ところで、今日は久しぶりに“ちょっといい話”です。まずは、2009年11月9日の日経夕刊コラム「老いは恐れるに足らず」をご紹介しなければなりません。荻野さんは「元気の出る本をみつけた」と書き出します。それは何かといえば、あの帝政ローマ期の政治家にして思想家のキケロ(Marcus Tullius Cicero 紀元前106 – 紀元前43)の『老年について』でした。これは現在岩波文庫に中務哲郎訳で入っています。私は河出書房新社の「世界大思想全集」の1冊、呉茂一、重田綾子訳『キケロ/ルクレチウス』(1959年刊)をもっています。読み始めてあまり面白くなかったのですぐに書棚に押し込んだのですが、荻野さんにいわれて読み直しました。やはりあまり面白くない!! しかし、荻野さんは面白いところに目をつけました。
キケロは老いは恐れるに足らないというのですが、そもそも老年をイメージさせるものとしてキケロは、「公的活動が出来なくなる」「肉体が弱る」「快楽が味わえなくなる」の3つをあげます。最初の2つは今日は省略して、問題は3番目であります。
キケロの「快楽」という言葉は、主に“異性との快楽”を指しているのですが、彼は「欲望にふりまわされ、無駄なエネルギーを使っていたのが、老いて解放されるとしたら、むしろ喜ぶべきだ。有益な趣味や楽しみはいくらでもあるのだから」というのです。これは大いに参考になりますねえ、みなさん!

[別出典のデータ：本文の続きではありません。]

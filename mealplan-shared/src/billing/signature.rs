/// Stripe webhook signature verification
///
/// Stripe signs each delivery with the endpoint secret:
///
/// ```text
/// Stripe-Signature: t=1492774577,v1=5257a869e7ecebeda32affa62cdca3fa51cad7e77a0e56ff536d0ce8e108d8bd
/// signed_payload  = "{t}.{raw request body}"
/// v1              = hex(HMAC-SHA256(secret, signed_payload))
/// ```
///
/// A header may carry several `v1` entries while a secret is being rolled;
/// any match is accepted. `v0` and unknown keys are ignored.
///
/// # Example
///
/// ```
/// use mealplan_shared::billing::signature::{sign_payload, WebhookVerifier};
/// use std::time::Duration;
///
/// let verifier = WebhookVerifier::new("whsec_test", Duration::from_secs(300));
/// let payload = br#"{"id":"evt_1"}"#;
/// let header = sign_payload("whsec_test", chrono::Utc::now().timestamp(), payload);
///
/// assert!(verifier.verify(payload, &header).is_ok());
/// ```

use chrono::Utc;
use hmac::{Hmac, Mac};
use sha2::Sha256;
use std::time::Duration;

type HmacSha256 = Hmac<Sha256>;

/// Default tolerance between the signed timestamp and now
pub const DEFAULT_TOLERANCE: Duration = Duration::from_secs(300);

/// Signature verification failure
#[derive(Debug, Clone, PartialEq, Eq, thiserror::Error)]
pub enum SignatureError {
    /// Header does not follow `t=...,v1=...`
    #[error("Malformed Stripe-Signature header: {0}")]
    MalformedHeader(String),

    /// Header has no `v1` signature
    #[error("No v1 signature in Stripe-Signature header")]
    NoSignatures,

    /// No `v1` signature matches the payload
    #[error("Signature does not match payload")]
    Mismatch,

    /// Signed timestamp is too far from the current time
    #[error("Timestamp outside tolerance ({age_seconds}s)")]
    TimestampOutsideTolerance { age_seconds: i64 },
}

/// Parsed `Stripe-Signature` header
#[derive(Debug, Clone, PartialEq, Eq)]
pub struct SignatureHeader {
    pub timestamp: i64,
    pub signatures: Vec<String>,
}

impl SignatureHeader {
    /// Parses `t=<unix>,v1=<hex>[,v1=<hex>...]`
    pub fn parse(header: &str) -> Result<Self, SignatureError> {
        let mut timestamp = None;
        let mut signatures = Vec::new();

        for part in header.split(',') {
            let (key, value) = part
                .trim()
                .split_once('=')
                .ok_or_else(|| SignatureError::MalformedHeader(format!("bad element '{}'", part)))?;

            match key {
                "t" => {
                    let t = value.parse::<i64>().map_err(|_| {
                        SignatureError::MalformedHeader(format!("bad timestamp '{}'", value))
                    })?;
                    timestamp = Some(t);
                }
                "v1" => signatures.push(value.to_string()),
                _ => {}
            }
        }

        let timestamp =
            timestamp.ok_or_else(|| SignatureError::MalformedHeader("missing timestamp".into()))?;

        if signatures.is_empty() {
            return Err(SignatureError::NoSignatures);
        }

        Ok(Self {
            timestamp,
            signatures,
        })
    }
}

/// Verifies webhook deliveries against one endpoint secret
#[derive(Clone)]
pub struct WebhookVerifier {
    secret: String,
    tolerance: Duration,
}

impl std::fmt::Debug for WebhookVerifier {
    fn fmt(&self, f: &mut std::fmt::Formatter<'_>) -> std::fmt::Result {
        f.debug_struct("WebhookVerifier")
            .field("tolerance", &self.tolerance)
            .finish_non_exhaustive()
    }
}

impl WebhookVerifier {
    pub fn new(secret: impl Into<String>, tolerance: Duration) -> Self {
        Self {
            secret: secret.into(),
            tolerance,
        }
    }

    /// Verifies `payload` against `header` using the current time
    pub fn verify(&self, payload: &[u8], header: &str) -> Result<SignatureHeader, SignatureError> {
        self.verify_at(payload, header, Utc::now().timestamp())
    }

    /// Verifies `payload` against `header` as of `now` (Unix seconds)
    pub fn verify_at(
        &self,
        payload: &[u8],
        header: &str,
        now: i64,
    ) -> Result<SignatureHeader, SignatureError> {
        let parsed = SignatureHeader::parse(header)?;

        let mac = signed_mac(&self.secret, parsed.timestamp, payload);
        let matched = parsed.signatures.iter().any(|candidate| {
            hex::decode(candidate)
                .map(|bytes| mac.clone().verify_slice(&bytes).is_ok())
                .unwrap_or(false)
        });

        if !matched {
            return Err(SignatureError::Mismatch);
        }

        let age_seconds = now - parsed.timestamp;
        if age_seconds.unsigned_abs() > self.tolerance.as_secs() {
            return Err(SignatureError::TimestampOutsideTolerance { age_seconds });
        }

        Ok(parsed)
    }
}

fn signed_mac(secret: &str, timestamp: i64, payload: &[u8]) -> HmacSha256 {
    let mut mac =
        HmacSha256::new_from_slice(secret.as_bytes()).expect("HMAC can take key of any size");
    mac.update(timestamp.to_string().as_bytes());
    mac.update(b".");
    mac.update(payload);
    mac
}

/// Produces a `Stripe-Signature` header value for `payload`
///
/// Mirrors what Stripe sends; used by tests and local replay tooling.
pub fn sign_payload(secret: &str, timestamp: i64, payload: &[u8]) -> String {
    let signature = hex::encode(signed_mac(secret, timestamp, payload).finalize().into_bytes());
    format!("t={},v1={}", timestamp, signature)
}
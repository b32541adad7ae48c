/// Text-to-speech
///
/// ```text
/// POST /api/voice
/// { "text": "Preheat the oven to 200 degrees.", "voice_id": "optional" }
/// ```
///
/// Responds with `audio/mpeg` bytes.

use crate::{
    app::AppState,
    error::{ApiError, ApiResult},
    middleware::identity::UserIdentity,
};
use axum::{
    extract::State,
    http::header,
    response::{IntoResponse, Response},
    Json,
};
use mealplan_shared::ai::tts::{is_valid_voice_id, MAX_TEXT_CHARS, MAX_VOICE_ID_CHARS};
use serde::Deserialize;

#[derive(Debug, Deserialize)]
pub struct VoiceRequest {
    #[serde(default)]
    pub text: String,

    pub voice_id: Option<String>,
}

fn check_text(text: &str) -> ApiResult<&str> {
    let text = text.trim();
    if text.is_empty() {
        return Err(ApiError::invalid("text", "Text is required"));
    }
    if text.chars().count() > MAX_TEXT_CHARS {
        return Err(ApiError::invalid(
            "text",
            format!("Text must be at most {} characters", MAX_TEXT_CHARS),
        ));
    }
    Ok(text)
}

/// Blank means "use the default voice"
fn check_voice_id(voice_id: Option<&str>) -> ApiResult<Option<&str>> {
    match voice_id.map(str::trim).filter(|v| !v.is_empty()) {
        Some(id) if !is_valid_voice_id(id) => Err(ApiError::invalid(
            "voice_id",
            format!(
                "Voice id must be 1 to {} letters, digits, '_' or '-'",
                MAX_VOICE_ID_CHARS
            ),
        )),
        other => Ok(other),
    }
}

/// Synthesize speech for a piece of text
///
/// # Errors
///
/// - `400 Bad Request`: Empty or overlong text, malformed voice id
/// - `502 Bad Gateway`: ElevenLabs call failed
/// - `503 Service Unavailable`: ElevenLabs not configured
pub async fn text_to_speech(
    State(state): State<AppState>,
    identity: UserIdentity,
    Json(req): Json<VoiceRequest>,
) -> ApiResult<Response> {
    let client = state.tts()?;
    let text = check_text(&req.text)?;
    let voice_id = check_voice_id(req.voice_id.as_deref())?;

    let audio = client.synthesize(text, voice_id).await?;

    tracing::debug!(user_id = %identity.user_id, bytes = audio.len(), "Speech synthesized");

    Ok((
        [
            (header::CONTENT_TYPE, "audio/mpeg"),
            (header::CACHE_CONTROL, "no-store"),
        ],
        audio,
    )
        .into_response())
}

また、死について当時のローマには2つの見解があり、ひとつは「死は肉体と魂の消滅」、もう一つは「魂は永遠である」でした。これに対するキケロの考えは、もしはじめの消滅なら、“あっさり消えるだけ”、もし2番目の永遠なら、魂は今よりマシなところに行けるのだから“待ち望みさえすべきだ”と荻野さんは要約します。
そして、最後に荻野さんはこう書いています。
― 著者のキケロは執筆のころ60歳を過ぎていた。長年連れ添った妻と離婚し、新しい妻ともすぐに別れた。刺客におびえていたが、やがて暗殺される。言動の不一致? むしろ理想の老年を送れなかった人の白鳥の歌を思いたい。後世の私たちが頑張りますからね、とあの世のキケロに拍手を送りたい。―
死についてはしばらくおくとして、快楽の部分ですが、ここを読んだ数日後、私は大好きな小沢昭一さんの『川柳うきよ大学』(新潮新書)読んでいて偶然、次の一節に出会いました。
― つらつら己のものを眺めるに、小さくおとなしく、わが幼少時代を思い出して懐かしく、とてもじゃないが“生涯現役”などという境地にはなれませんが、ナゲキません。人生はよくしたもの。もうミニスカート見たって、バカだなぁフン!ですよ。ご婦人に気が散らないだけでもメッケモン。オスの時間を捨てた分、時間が余りますな。さ、その残り時間をのんびりいこう。―
まさに、老いと快楽に対する小沢流哲学で、キケロ先生を超えようかという澄み切った境地ですねえ。私も小沢さんに早く近づきたいと思って日夜精進しております。